- TASK DIRECTIONS
State the number of lines in these records that include the word "FetchStatus", and add nothing to it.
### EXERCISE INPUTS
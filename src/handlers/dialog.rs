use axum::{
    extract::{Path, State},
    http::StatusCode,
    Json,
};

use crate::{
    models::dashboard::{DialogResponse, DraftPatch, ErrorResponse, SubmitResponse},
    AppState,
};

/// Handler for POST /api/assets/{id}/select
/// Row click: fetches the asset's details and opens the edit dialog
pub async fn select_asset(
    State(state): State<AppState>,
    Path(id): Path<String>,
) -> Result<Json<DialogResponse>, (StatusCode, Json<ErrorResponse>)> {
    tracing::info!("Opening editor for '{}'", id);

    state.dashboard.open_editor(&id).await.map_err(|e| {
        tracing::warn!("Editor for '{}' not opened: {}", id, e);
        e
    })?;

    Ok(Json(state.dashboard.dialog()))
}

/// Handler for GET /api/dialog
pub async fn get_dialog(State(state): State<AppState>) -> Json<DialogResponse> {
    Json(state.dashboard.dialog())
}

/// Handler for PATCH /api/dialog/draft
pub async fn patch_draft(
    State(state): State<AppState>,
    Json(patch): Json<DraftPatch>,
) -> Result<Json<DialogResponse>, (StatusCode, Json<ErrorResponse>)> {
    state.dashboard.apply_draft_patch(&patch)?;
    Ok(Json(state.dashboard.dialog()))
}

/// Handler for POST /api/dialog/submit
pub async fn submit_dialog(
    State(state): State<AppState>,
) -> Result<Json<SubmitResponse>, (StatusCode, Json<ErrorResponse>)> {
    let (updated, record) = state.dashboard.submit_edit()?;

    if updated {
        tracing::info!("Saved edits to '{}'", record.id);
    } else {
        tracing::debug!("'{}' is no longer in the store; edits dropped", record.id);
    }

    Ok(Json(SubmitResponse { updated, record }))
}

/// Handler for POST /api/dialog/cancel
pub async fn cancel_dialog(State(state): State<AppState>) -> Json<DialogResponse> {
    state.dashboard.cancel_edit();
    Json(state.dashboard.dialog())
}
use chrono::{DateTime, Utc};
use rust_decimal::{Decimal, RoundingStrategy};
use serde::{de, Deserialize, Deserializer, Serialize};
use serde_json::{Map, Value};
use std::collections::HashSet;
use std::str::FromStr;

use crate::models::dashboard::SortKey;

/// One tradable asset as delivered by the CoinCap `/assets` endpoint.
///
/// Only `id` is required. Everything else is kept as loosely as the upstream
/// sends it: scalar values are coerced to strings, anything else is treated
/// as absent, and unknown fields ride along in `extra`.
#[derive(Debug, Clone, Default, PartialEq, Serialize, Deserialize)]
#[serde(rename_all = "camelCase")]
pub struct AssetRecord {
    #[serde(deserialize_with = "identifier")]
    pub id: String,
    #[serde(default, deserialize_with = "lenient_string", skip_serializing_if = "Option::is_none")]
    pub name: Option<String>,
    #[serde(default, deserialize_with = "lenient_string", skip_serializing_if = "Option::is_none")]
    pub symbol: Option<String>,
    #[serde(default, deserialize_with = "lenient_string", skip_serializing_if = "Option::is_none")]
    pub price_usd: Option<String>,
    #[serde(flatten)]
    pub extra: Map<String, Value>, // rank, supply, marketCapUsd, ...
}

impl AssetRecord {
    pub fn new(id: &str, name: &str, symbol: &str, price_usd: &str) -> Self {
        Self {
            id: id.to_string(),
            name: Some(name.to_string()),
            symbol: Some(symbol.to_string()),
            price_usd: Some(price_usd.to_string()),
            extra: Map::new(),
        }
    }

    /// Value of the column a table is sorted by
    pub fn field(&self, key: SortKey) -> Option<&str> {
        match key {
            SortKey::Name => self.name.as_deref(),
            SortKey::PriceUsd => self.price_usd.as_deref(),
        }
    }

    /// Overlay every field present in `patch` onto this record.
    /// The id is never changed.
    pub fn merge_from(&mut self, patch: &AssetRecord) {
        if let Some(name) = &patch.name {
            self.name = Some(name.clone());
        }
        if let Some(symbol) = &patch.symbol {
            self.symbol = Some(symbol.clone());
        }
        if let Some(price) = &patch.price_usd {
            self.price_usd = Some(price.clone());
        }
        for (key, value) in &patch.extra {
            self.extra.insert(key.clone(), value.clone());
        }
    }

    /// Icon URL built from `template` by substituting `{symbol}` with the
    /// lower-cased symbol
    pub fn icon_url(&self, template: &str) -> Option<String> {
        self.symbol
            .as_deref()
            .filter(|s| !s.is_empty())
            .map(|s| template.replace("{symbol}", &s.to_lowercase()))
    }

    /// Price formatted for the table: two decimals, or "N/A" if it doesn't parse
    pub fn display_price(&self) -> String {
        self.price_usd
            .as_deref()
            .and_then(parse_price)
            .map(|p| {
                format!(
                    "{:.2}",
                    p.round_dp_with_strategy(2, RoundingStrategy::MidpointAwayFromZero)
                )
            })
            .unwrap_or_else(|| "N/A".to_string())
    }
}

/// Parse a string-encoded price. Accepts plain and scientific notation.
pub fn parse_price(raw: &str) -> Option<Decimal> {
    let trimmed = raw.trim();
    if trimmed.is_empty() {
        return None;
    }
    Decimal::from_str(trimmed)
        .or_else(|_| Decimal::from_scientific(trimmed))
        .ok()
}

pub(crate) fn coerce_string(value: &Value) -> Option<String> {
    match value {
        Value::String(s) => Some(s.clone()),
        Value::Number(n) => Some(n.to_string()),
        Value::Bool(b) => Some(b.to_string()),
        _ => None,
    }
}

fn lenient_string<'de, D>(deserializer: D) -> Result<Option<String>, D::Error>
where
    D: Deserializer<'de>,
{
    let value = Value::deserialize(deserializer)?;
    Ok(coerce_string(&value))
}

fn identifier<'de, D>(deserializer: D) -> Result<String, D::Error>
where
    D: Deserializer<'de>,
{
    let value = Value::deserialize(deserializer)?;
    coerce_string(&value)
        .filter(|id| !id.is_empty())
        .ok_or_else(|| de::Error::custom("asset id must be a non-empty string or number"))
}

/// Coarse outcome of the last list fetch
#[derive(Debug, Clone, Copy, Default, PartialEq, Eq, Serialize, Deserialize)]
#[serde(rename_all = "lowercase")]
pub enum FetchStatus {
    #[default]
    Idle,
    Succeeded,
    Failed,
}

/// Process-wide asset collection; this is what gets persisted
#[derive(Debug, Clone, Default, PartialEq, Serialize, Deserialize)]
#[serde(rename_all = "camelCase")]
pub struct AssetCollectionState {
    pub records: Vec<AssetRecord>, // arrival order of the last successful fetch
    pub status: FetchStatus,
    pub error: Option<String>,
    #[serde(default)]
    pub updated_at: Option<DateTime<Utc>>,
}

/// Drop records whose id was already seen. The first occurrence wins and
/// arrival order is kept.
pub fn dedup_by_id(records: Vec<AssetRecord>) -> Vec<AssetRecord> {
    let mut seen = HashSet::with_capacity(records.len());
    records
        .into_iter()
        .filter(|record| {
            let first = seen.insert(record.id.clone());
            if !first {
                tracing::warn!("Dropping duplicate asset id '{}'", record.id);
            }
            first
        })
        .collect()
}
######
- RESPONSE FOR THIS EXERCISE
2